A hybrid intelligence/multi-agent system for mining information assurance data

Abstract

Organizations across all domains and of all sizes wrestle with the problem of "coping with information overload," or CwIO. They ingest more and more data, in new and varied formats every day, and struggle increasingly vigorously to find the nuggets of knowledge hidden within the vast amounts of information. Furthermore, due to the various and pervasive types of noise in the haystack of data, it is becoming increasingly difficult to discern between shiny false shards and the true needles of knowledge. Although the costs of data storage, memory and processing have dropped, this decline has not maintained parity with the unprecedented increase in the amount and complexity of data to be examined. This problem is especially challenging in the world of network intrusion detection. In this realm, one must not only deal with sifting through vast amounts of data, but it must also be done in a timely manner even when at times one is not sure what exactly it is being sought.

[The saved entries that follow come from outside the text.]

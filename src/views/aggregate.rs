//! Views that group a numeric column by a categorical key.

use super::{ChartKind, ChartSpec, View, resolve};
use crate::dataset::{ColumnKind, Dataset, Table, Value};
use crate::error::DerivationError;
use crate::profiler::{DatasetProfile, numeric_stats};
use std::collections::HashMap;

/// Values per group label in first-seen order, plus the number of rows that
/// were skipped because the key or the value was missing.
fn collect_groups(
    dataset: &Dataset,
    profile: &DatasetProfile,
    group: &str,
    value: &str,
) -> Result<(Vec<(String, Vec<f64>)>, usize), DerivationError> {
    let key_col = resolve(dataset, profile, group, &[ColumnKind::Categorical], "categorical")?;
    let val_col = resolve(dataset, profile, value, &[ColumnKind::Numeric], "numeric")?;

    let mut groups: Vec<(String, Vec<f64>)> = Vec::new();
    let mut index: HashMap<String, usize> = HashMap::new();
    let mut dropped = 0;

    for (key, val) in key_col.values().iter().zip(val_col.numbers()) {
        let (Some(key), Some(val)) = (key, val) else {
            dropped += 1;
            continue;
        };
        let label = key.to_string();
        let slot = *index.entry(label.clone()).or_insert_with(|| {
            groups.push((label, Vec::new()));
            groups.len() - 1
        });
        if let Some((_, values)) = groups.get_mut(slot) {
            values.push(val);
        }
    }

    if dropped > 0 {
        tracing::debug!("Dropped {dropped} rows with missing '{group}' or '{value}'");
    }
    Ok((groups, dropped))
}

/// Mean of `value` per `group`, sorted by mean descending, top `limit` groups.
///
/// Groups with equal means keep lexical label order.
pub fn derive_mean(
    dataset: &Dataset,
    profile: &DatasetProfile,
    group: &str,
    value: &str,
    limit: usize,
) -> Result<View, DerivationError> {
    let (groups, dropped) = collect_groups(dataset, profile, group, value)?;
    if groups.is_empty() {
        return Err(DerivationError::insufficient(format!(
            "no rows with both '{group}' and '{value}'"
        )));
    }

    let mut means: Vec<(String, f64)> = groups
        .into_iter()
        .map(|(label, values)| {
            let mean = values.iter().sum::<f64>() / values.len() as f64;
            (label, mean)
        })
        .collect();
    means.sort_by(|a, b| b.1.total_cmp(&a.1).then_with(|| a.0.cmp(&b.0)));
    means.truncate(limit);

    let value_header = format!("Average of {value}");
    let mut table = Table::new(vec![group.to_owned(), value_header.clone()]);
    for (label, mean) in means {
        table.push_row(vec![Some(Value::Text(label)), Some(Value::Number(mean))]);
    }

    Ok(View {
        name: String::new(),
        table,
        chart: Some(ChartSpec::new(
            ChartKind::Bar,
            format!("Average {value} by {group}"),
            group,
            value_header,
        )),
        dropped_rows: dropped,
    })
}

pub const SPREAD_HEADERS: [&str; 6] = ["min", "q1", "median", "q3", "max", "count"];

/// Five-number summary of `value` per `group`, groups in first-seen order.
pub fn derive_spread(
    dataset: &Dataset,
    profile: &DatasetProfile,
    group: &str,
    value: &str,
) -> Result<View, DerivationError> {
    let (groups, dropped) = collect_groups(dataset, profile, group, value)?;
    if groups.is_empty() {
        return Err(DerivationError::insufficient(format!(
            "no rows with both '{group}' and '{value}'"
        )));
    }

    let mut headers = vec![group.to_owned()];
    headers.extend(SPREAD_HEADERS.iter().map(|h| (*h).to_owned()));
    let mut table = Table::new(headers);

    for (label, values) in groups {
        let s = numeric_stats(&values);
        let mut row = vec![Some(Value::Text(label))];
        row.extend([s.min, s.q1, s.median, s.q3, s.max].map(|v| v.map(Value::Number)));
        row.push(Some(Value::Number(values.len() as f64)));
        table.push_row(row);
    }

    Ok(View {
        name: String::new(),
        table,
        chart: Some(ChartSpec::new(
            ChartKind::BoxPlot,
            format!("{value} by {group}"),
            group,
            value,
        )),
        dropped_rows: dropped,
    })
}
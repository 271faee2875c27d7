//! Reads plot-ready series out of a view's table.
//!
//! Every chart kind reads fixed column positions (see [`ChartSpec`]). Nothing
//! here looks at the source dataset.

use crate::dataset::temporal::format_datetime;
use crate::dataset::{Table, Value};
use crate::error::RenderError;
use crate::utils::format_number;
use crate::views::{ChartKind, ChartSpec, Histogram, density_curve, histogram};

#[derive(Clone, PartialEq, Debug)]
pub struct PieSlice {
    pub label: String,
    pub count: f64,
    /// Share of the table's total count, 0..=100.
    pub percent: f64,
}

#[derive(Clone, PartialEq, Debug)]
pub struct BoxSummary {
    pub label: String,
    pub min: f64,
    pub q1: f64,
    pub median: f64,
    pub q3: f64,
    pub max: f64,
}

/// How x positions map back to key labels.
#[derive(Clone, PartialEq, Debug)]
pub enum XAxis {
    Number,
    /// X is a UTC timestamp in seconds.
    Time,
    /// X is the row position into these labels.
    Labels(Vec<String>),
}

impl XAxis {
    pub fn label(&self, x: f64) -> String {
        match self {
            Self::Number => format_number(x),
            Self::Time => chrono::DateTime::from_timestamp(x.round() as i64, 0)
                .map(|dt| format_datetime(&dt.naive_utc()))
                .unwrap_or_default(),
            Self::Labels(labels) => {
                let i = x.round();
                if (x - i).abs() > 1e-6 || i < 0.0 {
                    return String::new();
                }
                labels.get(i as usize).cloned().unwrap_or_default()
            }
        }
    }
}

#[derive(Clone, PartialEq, Debug)]
pub enum ChartData {
    Histogram {
        hist: Histogram,
        density: Vec<(f64, f64)>,
    },
    Heatmap {
        labels: Vec<String>,
        cells: Vec<Vec<Option<f64>>>,
    },
    Bars(Vec<(String, f64)>),
    Pie(Vec<PieSlice>),
    Line {
        points: Vec<(f64, f64)>,
        axis: XAxis,
    },
    Scatter(Vec<(f64, f64)>),
    Boxes(Vec<BoxSummary>),
    /// One series per column, complete rows only.
    PairGrid {
        names: Vec<String>,
        columns: Vec<Vec<f64>>,
    },
}

fn malformed(chart: &ChartSpec, what: &str) -> RenderError {
    RenderError::EncodingFailure(format!("{} chart: {what}", chart.kind.as_str()))
}

fn label(v: Option<&Value>) -> String {
    v.map(ToString::to_string).unwrap_or_default()
}

pub fn chart_data(chart: &ChartSpec, table: &Table) -> Result<ChartData, RenderError> {
    if table.is_empty() {
        return Err(malformed(chart, "table has no rows"));
    }
    let needed = match chart.kind {
        ChartKind::Histogram => 1,
        ChartKind::Heatmap
        | ChartKind::Bar
        | ChartKind::Pie
        | ChartKind::Line
        | ChartKind::Scatter
        | ChartKind::PairGrid => 2,
        ChartKind::BoxPlot => 6,
    };
    if table.column_count() < needed {
        return Err(malformed(
            chart,
            &format!("needs {needed} columns, table has {}", table.column_count()),
        ));
    }

    let data = match chart.kind {
        ChartKind::Histogram => {
            let values: Vec<f64> = table.column_f64(0).into_iter().flatten().collect();
            let hist = histogram(&values);
            let density = density_curve(&values, &hist);
            ChartData::Histogram { hist, density }
        }
        ChartKind::Heatmap => {
            let labels = table.column(0).map(label).collect();
            let cells = table
                .rows()
                .iter()
                .map(|row| {
                    row.iter()
                        .skip(1)
                        .map(|c| c.as_ref().and_then(Value::as_f64))
                        .collect()
                })
                .collect();
            ChartData::Heatmap { labels, cells }
        }
        ChartKind::Bar => ChartData::Bars(labelled_values(table)),
        ChartKind::Pie => {
            let counts = labelled_values(table);
            let total: f64 = counts.iter().map(|(_, n)| n).sum();
            if total <= 0.0 {
                return Err(malformed(chart, "counts sum to zero"));
            }
            ChartData::Pie(
                counts
                    .into_iter()
                    .map(|(label, count)| PieSlice {
                        label,
                        count,
                        percent: count / total * 100.0,
                    })
                    .collect(),
            )
        }
        ChartKind::Line => {
            let axis = match table.column(0).flatten().next() {
                Some(Value::Number(_)) => XAxis::Number,
                Some(Value::DateTime(_)) => XAxis::Time,
                _ => XAxis::Labels(table.column(0).map(label).collect()),
            };
            ChartData::Line {
                points: line_points(table),
                axis,
            }
        }
        ChartKind::Scatter => ChartData::Scatter(
            table
                .column_f64(0)
                .into_iter()
                .zip(table.column_f64(1))
                .filter_map(|(x, y)| Some((x?, y?)))
                .collect(),
        ),
        ChartKind::BoxPlot => ChartData::Boxes(
            table
                .rows()
                .iter()
                .filter_map(|row| {
                    let n = |i: usize| row.get(i)?.as_ref()?.as_f64();
                    Some(BoxSummary {
                        label: label(row.first()?.as_ref()),
                        min: n(1)?,
                        q1: n(2)?,
                        median: n(3)?,
                        q3: n(4)?,
                        max: n(5)?,
                    })
                })
                .collect(),
        ),
        ChartKind::PairGrid => {
            let width = table.column_count();
            let rows: Vec<Vec<f64>> = table
                .rows()
                .iter()
                .filter_map(|row| row.iter().map(|c| c.as_ref()?.as_f64()).collect())
                .collect();
            if rows.is_empty() {
                return Err(malformed(chart, "no complete rows"));
            }
            ChartData::PairGrid {
                names: table.headers().to_vec(),
                columns: (0..width)
                    .map(|i| rows.iter().filter_map(|r| r.get(i).copied()).collect())
                    .collect(),
            }
        }
    };
    Ok(data)
}

fn labelled_values(table: &Table) -> Vec<(String, f64)> {
    table
        .column(0)
        .zip(table.column_f64(1))
        .filter_map(|(l, v)| Some((label(l), v?)))
        .collect()
}

/// X is the key itself for numbers and date/times, the row position for
/// anything else.
fn line_points(table: &Table) -> Vec<(f64, f64)> {
    table
        .column(0)
        .zip(table.column_f64(1))
        .enumerate()
        .filter_map(|(i, (key, y))| {
            let x = match key? {
                Value::Number(v) => *v,
                Value::DateTime(dt) => dt.and_utc().timestamp() as f64,
                Value::Text(_) => i as f64,
            };
            Some((x, y?))
        })
        .collect()
}
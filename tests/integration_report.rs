//! Integration tests for the full report workflow
//!
//! These tests load fixture CSVs, derive views, build reports and write them
//! to disk, checking the end-to-end results.

#![expect(clippy::unwrap_used)]

use datadeck::config::ReportSettings;
use datadeck::dataset::{ColumnKind, Dataset, Value, load_dataset};
use datadeck::document::write_document;
use datadeck::profiler::profile;
use datadeck::render::{PageRenderer, PageSource, RowKind, SvgChartBackend};
use datadeck::session::{ReportRequest, build_report};
use datadeck::views::{ViewSpec, derive_view};
use std::path::Path;

fn sales() -> Dataset {
    load_dataset(Path::new("testdata/sales.csv")).unwrap()
}

fn orders() -> Dataset {
    load_dataset(Path::new("testdata/orders.csv")).unwrap()
}

fn label_value_pairs(table: &datadeck::dataset::Table) -> Vec<(String, f64)> {
    table
        .rows()
        .iter()
        .map(|row| {
            let mut cells = row.iter();
            let label = cells.next().unwrap().as_ref().unwrap().to_string();
            let value = cells.next().unwrap().as_ref().and_then(Value::as_f64).unwrap();
            (label, value)
        })
        .collect()
}

#[test]
fn test_fixture_kinds() {
    let ds = sales();
    let p = profile(&ds);

    assert_eq!(p.row_count, 6);
    assert_eq!(p.kind_of("day"), Some(ColumnKind::Temporal));
    assert_eq!(p.kind_of("city"), Some(ColumnKind::Categorical));
    assert_eq!(p.kind_of("sales"), Some(ColumnKind::Numeric));
    assert_eq!(p.kind_of("units"), Some(ColumnKind::Numeric));
    assert_eq!(p.get("channel").unwrap().missing, 1);
}

#[test]
fn test_aggregate_and_frequency_on_fixture() {
    let ds = sales();
    let p = profile(&ds);

    let aggregate = derive_view(
        &ds,
        &p,
        &ViewSpec::GroupedAggregate {
            group: "city".to_owned(),
            value: "sales".to_owned(),
            limit: None,
        },
    )
    .unwrap();
    assert_eq!(
        label_value_pairs(&aggregate.table),
        vec![
            ("A".to_owned(), 15.0),
            ("B".to_owned(), 5.0),
            ("C".to_owned(), 2.0)
        ]
    );

    let frequency = derive_view(
        &ds,
        &p,
        &ViewSpec::CategoricalFrequency {
            column: "city".to_owned(),
            limit: None,
        },
    )
    .unwrap();
    assert_eq!(
        label_value_pairs(&frequency.table),
        vec![
            ("C".to_owned(), 3.0),
            ("A".to_owned(), 2.0),
            ("B".to_owned(), 1.0)
        ]
    );
}

#[test]
fn test_trend_over_dates() {
    let ds = sales();
    let view = derive_view(
        &ds,
        &profile(&ds),
        &ViewSpec::Trend {
            key: "day".to_owned(),
            value: "sales".to_owned(),
        },
    )
    .unwrap();

    let values: Vec<f64> = view
        .table
        .column_f64(1)
        .into_iter()
        .map(Option::unwrap)
        .collect();
    assert_eq!(values, vec![20.0, 1.0, 5.0, 2.0, 10.0, 3.0]);
    assert_eq!(view.table.cell(0, 0).unwrap().to_string(), "2024-01-01");
}

#[test]
fn test_top_ten_and_dropped_rows() {
    let ds = orders();
    let p = profile(&ds);

    let frequency = derive_view(
        &ds,
        &p,
        &ViewSpec::CategoricalFrequency {
            column: "city".to_owned(),
            limit: None,
        },
    )
    .unwrap();
    assert_eq!(frequency.table.row_count(), 10);
    // all twelve cities occur five times; ties keep first-seen order
    let first: Vec<String> = label_value_pairs(&frequency.table)
        .into_iter()
        .take(3)
        .map(|(l, _)| l)
        .collect();
    assert_eq!(first, ["Lisbon", "Porto", "Braga"]);

    let trend = derive_view(
        &ds,
        &p,
        &ViewSpec::Trend {
            key: "ordered_at".to_owned(),
            value: "amount".to_owned(),
        },
    )
    .unwrap();
    assert_eq!(trend.dropped_rows, 4);
    assert_eq!(trend.table.row_count(), 56);
}

#[test]
fn test_raw_table_truncation() {
    let ds = orders();
    let raw = ds.head(ds.row_count());
    let page = PageRenderer::new(&SvgChartBackend)
        .render(PageSource::Table(&raw), "All orders", 20)
        .unwrap();
    let grid = page.table.unwrap();

    assert_eq!(grid.data_rows().count(), 20);
    let kinds: Vec<RowKind> = grid.rows.iter().map(|r| r.kind).collect();
    assert_eq!(kinds.first(), Some(&RowKind::Header));
    assert_eq!(kinds.last(), Some(&RowKind::TruncationMarker));
    assert_eq!(
        grid.rows.last().unwrap().cells.first().unwrap(),
        "… 40 more rows (table truncated)"
    );
}

#[test]
fn test_suggested_report_end_to_end() -> anyhow::Result<()> {
    let ds = sales();
    let request = ReportRequest::suggested("Sales", &profile(&ds));
    let outcome = build_report(&ds, &request, &ReportSettings::default(), &SvgChartBackend)?;

    assert!(outcome.failures.is_empty(), "{:?}", outcome.failures);
    assert_eq!(outcome.views.len(), 8);
    // preview + summary + one page per view
    assert_eq!(outcome.document.len(), 10);

    let tmp = tempfile::TempDir::new()?;
    let out = tmp.path().join("sales-report");
    let report = write_document(&outcome.document, &out)?;

    let markdown = std::fs::read_to_string(report)?;
    assert!(markdown.starts_with("# Sales: Raw Data Preview"));
    assert!(markdown.contains("# Column Summary"));
    assert!(markdown.contains("# Grouped Average: sales by city"));
    assert!(markdown.contains("# Pair Grid: sales, units"));
    assert_eq!(std::fs::read_dir(out.join("images"))?.count(), 8);
    Ok(())
}

#[test]
fn test_reports_are_reproducible() -> anyhow::Result<()> {
    let ds = orders();
    let request = ReportRequest::suggested("Orders", &profile(&ds));
    let settings = ReportSettings::default();

    let a = build_report(&ds, &request, &settings, &SvgChartBackend)?;
    let b = build_report(&ds, &request, &settings, &SvgChartBackend)?;
    assert_eq!(a.document, b.document);
    Ok(())
}
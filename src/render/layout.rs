use serde::{Deserialize, Serialize};

/// Axis-aligned box in page points, origin top-left.
#[derive(Clone, Copy, Deserialize, Serialize, PartialEq, Debug, Default)]
pub struct Rect {
    pub x: f64,
    pub y: f64,
    pub width: f64,
    pub height: f64,
}

/// Fixed page geometry, in points. The default is A4 portrait.
///
/// A page is split top to bottom into a title band, an optional image
/// region and the table region.
#[derive(Clone, Copy, Deserialize, Serialize, PartialEq, Debug)]
#[serde(default)]
pub struct PageLayout {
    pub width: f64,
    pub height: f64,
    pub margin: f64,
    pub title_band: f64,
    pub image_height: f64,
    pub row_height: f64,
}

impl Default for PageLayout {
    fn default() -> Self {
        Self {
            width: 595.0,
            height: 842.0,
            margin: 36.0,
            title_band: 40.0,
            image_height: 300.0,
            row_height: 18.0,
        }
    }
}

impl PageLayout {
    pub fn content_width(&self) -> f64 {
        (self.width - 2.0 * self.margin).max(0.0)
    }

    /// Box for an image of the given pixel size. The image spans the content
    /// width at the backend's aspect ratio; only an image too tall for the
    /// image region is scaled down and centred.
    pub fn image_rect(&self, px_width: u32, px_height: u32) -> Rect {
        let top = self.margin + self.title_band;
        let full = self.content_width();
        if px_width == 0 || px_height == 0 {
            return Rect {
                x: self.margin,
                y: top,
                width: full,
                height: self.image_height,
            };
        }

        let aspect = f64::from(px_height) / f64::from(px_width);
        let (width, height) = if full * aspect > self.image_height {
            (self.image_height / aspect, self.image_height)
        } else {
            (full, full * aspect)
        };
        Rect {
            x: self.margin + (full - width) / 2.0,
            y: top,
            width,
            height,
        }
    }

    /// Y coordinate of the first table row.
    pub fn table_top(&self, has_image: bool) -> f64 {
        let top = self.margin + self.title_band;
        if has_image {
            top + self.image_height
        } else {
            top
        }
    }

    /// Rows that fit in the table region, header and marker included.
    pub fn rows_fitting(&self, has_image: bool) -> usize {
        if self.row_height <= 0.0 {
            return 0;
        }
        let available = self.height - self.margin - self.table_top(has_image);
        (available / self.row_height).floor().max(0.0) as usize
    }
}

#[cfg(test)]
mod tests {
    use super::*;

    #[test]
    fn test_default_geometry() {
        let layout = PageLayout::default();
        assert!((layout.content_width() - 523.0).abs() < 1e-9);
        assert!((layout.table_top(false) - 76.0).abs() < 1e-9);
        assert!((layout.table_top(true) - 376.0).abs() < 1e-9);
        // 20 data rows plus header and marker fit below an image
        assert!(layout.rows_fitting(true) >= 22);
    }

    #[test]
    fn test_image_rect_keeps_aspect() {
        let layout = PageLayout::default();

        let wide = layout.image_rect(800, 400);
        assert!((wide.width - 523.0).abs() < 1e-9);
        assert!((wide.height - 261.5).abs() < 1e-9);

        let tall = layout.image_rect(400, 800);
        assert!((tall.height - 300.0).abs() < 1e-9);
        assert!((tall.width - 150.0).abs() < 1e-9);
        assert!(tall.x > layout.margin);
    }

    #[test]
    fn test_default_chart_spans_content_width() {
        let layout = PageLayout::default();
        let style = crate::render::ChartStyle::default();
        let rect = layout.image_rect(style.width, style.height);
        assert!((rect.width - layout.content_width()).abs() < 1e-9);
        assert!((rect.x - layout.margin).abs() < 1e-9);
        assert!(rect.height <= layout.image_height);
    }
}
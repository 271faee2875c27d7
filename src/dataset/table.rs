use super::Value;
use serde::{Deserialize, Serialize};

/// A small, row-oriented result table.
///
/// Tables are what views produce and what pages, charts and exports consume.
/// Every row has exactly one cell per header.
#[derive(Clone, Deserialize, Serialize, PartialEq, Debug, Default)]
pub struct Table {
    headers: Vec<String>,
    rows: Vec<Vec<Option<Value>>>,
}

impl Table {
    pub fn new(headers: Vec<String>) -> Self {
        Self {
            headers,
            rows: Vec::new(),
        }
    }

    /// Appends a row. Short rows are padded with missing cells and long rows
    /// are cut to the header width.
    pub fn push_row(&mut self, mut row: Vec<Option<Value>>) {
        row.resize(self.headers.len(), None);
        self.rows.push(row);
    }

    pub fn headers(&self) -> &[String] {
        &self.headers
    }

    pub fn rows(&self) -> &[Vec<Option<Value>>] {
        &self.rows
    }

    pub fn row_count(&self) -> usize {
        self.rows.len()
    }

    pub fn column_count(&self) -> usize {
        self.headers.len()
    }

    pub fn is_empty(&self) -> bool {
        self.rows.is_empty()
    }

    pub fn column_index(&self, name: &str) -> Option<usize> {
        self.headers.iter().position(|h| h == name)
    }

    pub fn cell(&self, row: usize, col: usize) -> Option<&Value> {
        self.rows.get(row)?.get(col)?.as_ref()
    }

    /// Cells of one column, top to bottom.
    pub fn column(&self, col: usize) -> impl Iterator<Item = Option<&Value>> + '_ {
        self.rows
            .iter()
            .map(move |row| row.get(col).and_then(Option::as_ref))
    }

    pub fn column_f64(&self, col: usize) -> Vec<Option<f64>> {
        self.column(col).map(|v| v.and_then(Value::as_f64)).collect()
    }
}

In efforts to help solve this problem, this research demonstrates that in the realm of offline network forensic datamining, several different datamining algorithms (hybrid intelligence) working within a multi-agent system, will yield more accurate results than any one datamining algorithm acting on its own. Toward that end, this paper outlines the steps taken to generate and prepare suitably minable test data, compare and contrast the capabilities/output of various types of datamining algorithms (hybrid intelligence), and finally discuss the architecture and construction of a SPADE based multi-agent system to semi-autonomously perform multi-path datamining tasks.